● **Exercise**
Write out again, exactly, the lines below starting at the one with "use muteme_bot::bot::handle_update;" and ending at the one with "fn group_chat() ->".

[Saved entries]
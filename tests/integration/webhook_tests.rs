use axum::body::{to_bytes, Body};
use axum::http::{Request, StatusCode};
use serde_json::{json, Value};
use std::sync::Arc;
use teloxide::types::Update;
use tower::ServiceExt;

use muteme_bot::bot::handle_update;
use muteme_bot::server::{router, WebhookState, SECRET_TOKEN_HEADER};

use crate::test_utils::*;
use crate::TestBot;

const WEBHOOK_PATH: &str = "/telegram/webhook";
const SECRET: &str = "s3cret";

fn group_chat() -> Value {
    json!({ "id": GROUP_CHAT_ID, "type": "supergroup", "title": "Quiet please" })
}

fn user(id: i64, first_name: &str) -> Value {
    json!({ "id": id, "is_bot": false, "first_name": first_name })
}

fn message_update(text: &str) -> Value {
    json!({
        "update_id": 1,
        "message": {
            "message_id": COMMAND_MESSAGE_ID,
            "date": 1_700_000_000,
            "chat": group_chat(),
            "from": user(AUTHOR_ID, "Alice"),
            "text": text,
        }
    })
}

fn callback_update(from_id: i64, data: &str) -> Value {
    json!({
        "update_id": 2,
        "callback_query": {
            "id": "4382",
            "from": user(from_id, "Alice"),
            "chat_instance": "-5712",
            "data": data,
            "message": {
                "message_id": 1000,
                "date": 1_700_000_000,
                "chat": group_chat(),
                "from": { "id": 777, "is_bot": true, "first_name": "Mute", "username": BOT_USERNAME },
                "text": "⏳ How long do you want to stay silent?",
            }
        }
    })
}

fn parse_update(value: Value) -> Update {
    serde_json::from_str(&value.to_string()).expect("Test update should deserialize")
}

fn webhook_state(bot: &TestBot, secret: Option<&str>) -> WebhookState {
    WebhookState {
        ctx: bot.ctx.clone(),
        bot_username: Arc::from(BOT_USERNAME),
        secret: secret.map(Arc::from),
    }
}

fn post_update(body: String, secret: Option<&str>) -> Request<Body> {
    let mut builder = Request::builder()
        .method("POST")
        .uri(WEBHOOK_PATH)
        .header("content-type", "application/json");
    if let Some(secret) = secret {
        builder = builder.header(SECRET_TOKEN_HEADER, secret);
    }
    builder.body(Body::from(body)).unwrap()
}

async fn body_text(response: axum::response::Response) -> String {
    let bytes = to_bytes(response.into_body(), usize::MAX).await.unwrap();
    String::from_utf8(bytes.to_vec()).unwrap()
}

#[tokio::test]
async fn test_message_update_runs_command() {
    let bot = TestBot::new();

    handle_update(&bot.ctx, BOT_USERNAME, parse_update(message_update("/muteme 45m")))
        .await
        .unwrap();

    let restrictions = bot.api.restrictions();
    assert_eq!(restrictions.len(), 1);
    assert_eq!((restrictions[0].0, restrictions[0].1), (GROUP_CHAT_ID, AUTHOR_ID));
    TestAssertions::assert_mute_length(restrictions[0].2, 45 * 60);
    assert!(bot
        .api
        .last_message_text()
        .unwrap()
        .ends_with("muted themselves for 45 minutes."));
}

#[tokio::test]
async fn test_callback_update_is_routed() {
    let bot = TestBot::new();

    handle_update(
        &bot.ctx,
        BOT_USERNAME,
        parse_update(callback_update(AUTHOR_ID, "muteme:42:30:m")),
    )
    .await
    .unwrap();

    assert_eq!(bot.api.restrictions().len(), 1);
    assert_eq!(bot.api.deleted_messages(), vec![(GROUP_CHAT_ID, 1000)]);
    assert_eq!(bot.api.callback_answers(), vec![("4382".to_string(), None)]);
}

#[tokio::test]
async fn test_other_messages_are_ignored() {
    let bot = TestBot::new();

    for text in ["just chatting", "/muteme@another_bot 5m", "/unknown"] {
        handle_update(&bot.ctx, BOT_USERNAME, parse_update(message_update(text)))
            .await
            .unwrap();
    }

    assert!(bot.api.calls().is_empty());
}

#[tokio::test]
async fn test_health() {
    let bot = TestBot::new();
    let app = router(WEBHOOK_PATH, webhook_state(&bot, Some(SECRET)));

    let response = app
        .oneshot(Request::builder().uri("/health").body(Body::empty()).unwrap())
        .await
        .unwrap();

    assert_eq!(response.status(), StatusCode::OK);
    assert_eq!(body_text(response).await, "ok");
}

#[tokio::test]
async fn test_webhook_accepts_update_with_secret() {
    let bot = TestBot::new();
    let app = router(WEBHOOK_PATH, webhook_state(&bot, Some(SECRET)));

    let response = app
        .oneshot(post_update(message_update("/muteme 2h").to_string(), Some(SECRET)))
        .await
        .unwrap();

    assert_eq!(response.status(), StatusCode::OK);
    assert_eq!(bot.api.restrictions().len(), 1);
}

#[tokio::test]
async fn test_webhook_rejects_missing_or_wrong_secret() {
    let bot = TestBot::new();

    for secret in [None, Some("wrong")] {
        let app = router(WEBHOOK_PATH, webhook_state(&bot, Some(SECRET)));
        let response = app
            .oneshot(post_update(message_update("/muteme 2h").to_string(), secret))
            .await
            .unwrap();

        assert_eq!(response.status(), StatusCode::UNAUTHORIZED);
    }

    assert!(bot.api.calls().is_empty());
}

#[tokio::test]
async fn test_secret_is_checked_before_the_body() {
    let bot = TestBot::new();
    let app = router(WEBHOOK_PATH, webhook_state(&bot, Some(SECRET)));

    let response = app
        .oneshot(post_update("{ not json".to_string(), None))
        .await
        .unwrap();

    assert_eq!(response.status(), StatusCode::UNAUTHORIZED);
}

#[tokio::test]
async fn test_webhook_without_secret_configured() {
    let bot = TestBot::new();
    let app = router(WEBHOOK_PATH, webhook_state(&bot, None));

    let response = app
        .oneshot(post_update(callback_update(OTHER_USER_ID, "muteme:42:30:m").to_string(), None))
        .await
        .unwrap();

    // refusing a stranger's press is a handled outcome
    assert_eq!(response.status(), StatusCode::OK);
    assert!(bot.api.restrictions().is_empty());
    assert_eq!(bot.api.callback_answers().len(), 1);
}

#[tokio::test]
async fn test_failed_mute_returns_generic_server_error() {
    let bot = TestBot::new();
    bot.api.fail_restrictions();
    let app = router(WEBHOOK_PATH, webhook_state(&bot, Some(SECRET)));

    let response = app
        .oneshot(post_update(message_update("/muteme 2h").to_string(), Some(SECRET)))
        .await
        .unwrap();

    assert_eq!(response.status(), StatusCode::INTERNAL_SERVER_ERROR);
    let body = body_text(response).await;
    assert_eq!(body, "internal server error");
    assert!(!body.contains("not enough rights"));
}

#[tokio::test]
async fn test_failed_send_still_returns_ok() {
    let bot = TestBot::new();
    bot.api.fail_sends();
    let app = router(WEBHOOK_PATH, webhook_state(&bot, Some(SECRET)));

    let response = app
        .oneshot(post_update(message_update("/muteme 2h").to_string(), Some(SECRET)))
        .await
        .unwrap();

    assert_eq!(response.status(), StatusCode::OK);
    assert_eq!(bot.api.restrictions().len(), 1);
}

● **Problem solution**
use muteme_bot::bot::handle_update;
use muteme_bot::server::{router, WebhookState, SECRET_TOKEN_HEADER};

use crate::test_utils::*;
use crate::TestBot;

const WEBHOOK_PATH: &str = "/telegram/webhook";
const SECRET: &str = "s3cret";

fn group_chat() -> Value {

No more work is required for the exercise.